### WHAT THE TASK REQUIRES:
Where does the word "loader" show up in the records? Copy every line that holds it.

________________________________________

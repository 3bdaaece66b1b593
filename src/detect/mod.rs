//! Framework detection from parsed dependency maps
//!
//! A single generic algorithm runs against per-ecosystem signature
//! tables: flat, declarative data rather than per-ecosystem detector
//! implementations.

use std::collections::{BTreeMap, BTreeSet};

use serde::Serialize;

use crate::parsers::DependencyMap;

pub mod signatures;

/// One pattern category within a framework signature (core packages,
/// ecosystem add-ons, testing tooling, ...).
#[derive(Debug, Clone, Copy)]
pub struct Category {
    pub name: &'static str,
    pub patterns: &'static [&'static str],
}

/// A named framework and the package patterns that identify it.
#[derive(Debug, Clone, Copy)]
pub struct FrameworkSignature {
    pub name: &'static str,
    pub categories: &'static [Category],
}

/// Packages that matched one framework's signature.
#[derive(Debug, Clone, Default, PartialEq, Serialize)]
pub struct DetectedFramework {
    pub packages: BTreeSet<String>,
    pub count: usize,
}

/// Detection outcome for one ecosystem.
///
/// A framework appears in `detected` iff at least one of its patterns
/// matched at least one dependency. `primary` holds the first detected
/// framework (in signature-table order) that is primary-eligible for the
/// ecosystem, or `None`.
#[derive(Debug, Clone, Default, PartialEq, Serialize)]
pub struct DetectionResult {
    pub primary: Option<String>,
    pub detected: BTreeMap<String, DetectedFramework>,
}

impl DetectionResult {
    pub fn is_empty(&self) -> bool {
        self.detected.is_empty()
    }

    pub fn contains(&self, framework: &str) -> bool {
        self.detected.contains_key(framework)
    }

    /// Detected framework names in signature-table declaration order.
    pub fn names_in_order<'a>(&'a self, table: &[FrameworkSignature]) -> Vec<&'a str> {
        table
            .iter()
            .filter_map(|sig| self.detected.get_key_value(sig.name).map(|(k, _)| k.as_str()))
            .collect()
    }
}

/// Match a package name against a pattern.
///
/// A pattern containing a single `*` is an anchored prefix/suffix match,
/// not a substring test: `@storybook/*` matches `@storybook/react` but
/// not `my-@storybook/react-wrapper`. Any other pattern must equal the
/// name exactly.
pub fn matches_pattern(pattern: &str, name: &str) -> bool {
    match pattern.split_once('*') {
        Some((prefix, suffix)) => {
            name.len() >= prefix.len() + suffix.len()
                && name.starts_with(prefix)
                && name.ends_with(suffix)
        }
        None => pattern == name,
    }
}

/// Run every signature in the table against the dependency map.
///
/// An empty dependency map yields an empty result; this never fails.
pub fn detect(
    deps: &DependencyMap,
    table: &[FrameworkSignature],
    primary_eligible: &[&str],
) -> DetectionResult {
    let mut result = DetectionResult::default();

    for signature in table {
        let mut matched: BTreeSet<String> = BTreeSet::new();

        for category in signature.categories {
            // A category with zero patterns contributes nothing
            for pattern in category.patterns {
                for name in deps.names() {
                    if matches_pattern(pattern, name) {
                        matched.insert(name.to_string());
                    }
                }
            }
        }

        if matched.is_empty() {
            continue;
        }

        // First eligible framework in declaration order wins, never
        // overwritten afterwards.
        if result.primary.is_none() && primary_eligible.contains(&signature.name) {
            result.primary = Some(signature.name.to_string());
        }

        let count = matched.len();
        result.detected.insert(
            signature.name.to_string(),
            DetectedFramework {
                packages: matched,
                count,
            },
        );
    }

    result
}

#[cfg(test)]
mod tests {
    use super::*;

    const CAT_CORE: Category = Category {
        name: "core",
        patterns: &["django"],
    };
    const CAT_ECO: Category = Category {
        name: "ecosystem",
        patterns: &["django*", "drf-*"],
    };
    const CAT_EMPTY: Category = Category {
        name: "empty",
        patterns: &[],
    };

    const TABLE: &[FrameworkSignature] = &[
        FrameworkSignature {
            name: "django",
            categories: &[CAT_CORE, CAT_ECO, CAT_EMPTY],
        },
        FrameworkSignature {
            name: "flask",
            categories: &[Category {
                name: "core",
                patterns: &["flask"],
            }],
        },
    ];

    #[test]
    fn test_exact_match() {
        assert!(matches_pattern("react", "react"));
        assert!(!matches_pattern("react", "react-dom"));
    }

    #[test]
    fn test_wildcard_is_anchored() {
        assert!(matches_pattern("@storybook/*", "@storybook/react"));
        assert!(!matches_pattern("@storybook/*", "my-@storybook/react-wrapper"));
        assert!(matches_pattern("*-loader", "css-loader"));
        assert!(!matches_pattern("*-loader", "css-loader-utils"));
    }

    #[test]
    fn test_wildcard_no_overlap() {
        // Prefix and suffix must not overlap within the name
        assert!(!matches_pattern("ab*ba", "aba"));
        assert!(matches_pattern("ab*ba", "abba"));
    }

    #[test]
    fn test_detect_accumulates_across_categories() {
        let mut deps = DependencyMap::new();
        deps.insert("django", ">=4.2.0");
        deps.insert("djangorestframework", ">=3.14.0");
        deps.insert("requests", ">=2.31.0");

        let result = detect(&deps, TABLE, &["django", "flask"]);
        assert_eq!(result.primary.as_deref(), Some("django"));

        let django = &result.detected["django"];
        assert_eq!(django.count, 2);
        assert!(django.packages.contains("django"));
        assert!(django.packages.contains("djangorestframework"));
        assert!(!result.contains("flask"));
    }

    #[test]
    fn test_primary_not_overwritten() {
        let mut deps = DependencyMap::new();
        deps.insert("django", "*");
        deps.insert("flask", "*");

        let result = detect(&deps, TABLE, &["django", "flask"]);
        assert_eq!(result.primary.as_deref(), Some("django"));
        assert!(result.contains("flask"));
    }

    #[test]
    fn test_empty_map_is_safe() {
        let deps = DependencyMap::new();
        let result = detect(&deps, TABLE, &["django"]);
        assert!(result.primary.is_none());
        assert!(result.is_empty());
    }

    #[test]
    fn test_non_eligible_framework_never_primary() {
        let mut deps = DependencyMap::new();
        deps.insert("flask", "*");

        let result = detect(&deps, TABLE, &["django"]);
        assert!(result.primary.is_none());
        assert!(result.contains("flask"));
    }

    #[test]
    fn test_names_in_order() {
        let mut deps = DependencyMap::new();
        deps.insert("flask", "*");
        deps.insert("django", "*");

        let result = detect(&deps, TABLE, &[]);
        assert_eq!(result.names_in_order(TABLE), vec!["django", "flask"]);
    }
}
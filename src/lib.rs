//! depgroup - framework-aware dependency grouping engine
//!
//! Scans a project directory for package manifests (npm, pip, cargo,
//! bundler), detects the frameworks in use, and generates a grouped
//! dependency-update configuration.

pub mod config;
pub mod detect;
pub mod ecosystems;
pub mod grouping;
pub mod model;
pub mod orchestrator;
pub mod parsers;
pub mod readers;
pub mod reports;
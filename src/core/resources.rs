//! Helpers for building the resources a framework sends to the Mesos master.

use log::debug;

use crate::config::FrameworkConfig;
use crate::core::resource::{Range, Resource, CPUS, DISK, MEM, PORTS};

/// Single-range `ports` resource covering `[begin_port, end_port]`.
/// Panics if `begin_port > end_port`.
pub fn port_range(begin_port: u64, end_port: u64) -> Resource {
    Resource::ranges(PORTS, vec![Range::new(begin_port, end_port)])
}

pub fn single_port_range(port: u64) -> Resource {
    port_range(port, port)
}

pub fn cpus(cpus: f64) -> Resource {
    Resource::scalar(CPUS, cpus)
}

pub fn mem(mem: f64) -> Resource {
    Resource::scalar(MEM, mem)
}

pub fn disk(disk: f64) -> Resource {
    Resource::scalar(DISK, disk)
}

// The master expects cpus, mem, disk in exactly this order.
pub fn build_framework_resources(config: &FrameworkConfig) -> Vec<Resource> {
    debug!(
        "Framework resources: cpus={}, mem={}, disk={}",
        config.cpus, config.mem, config.disk
    );
    vec![cpus(config.cpus), mem(config.mem), disk(config.disk)]
}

________________________________________

### ANSWER TO THE EXERCISE:
        assert!(matches_pattern("*-loader", "css-loader"));
        assert!(!matches_pattern("*-loader", "css-loader-utils"));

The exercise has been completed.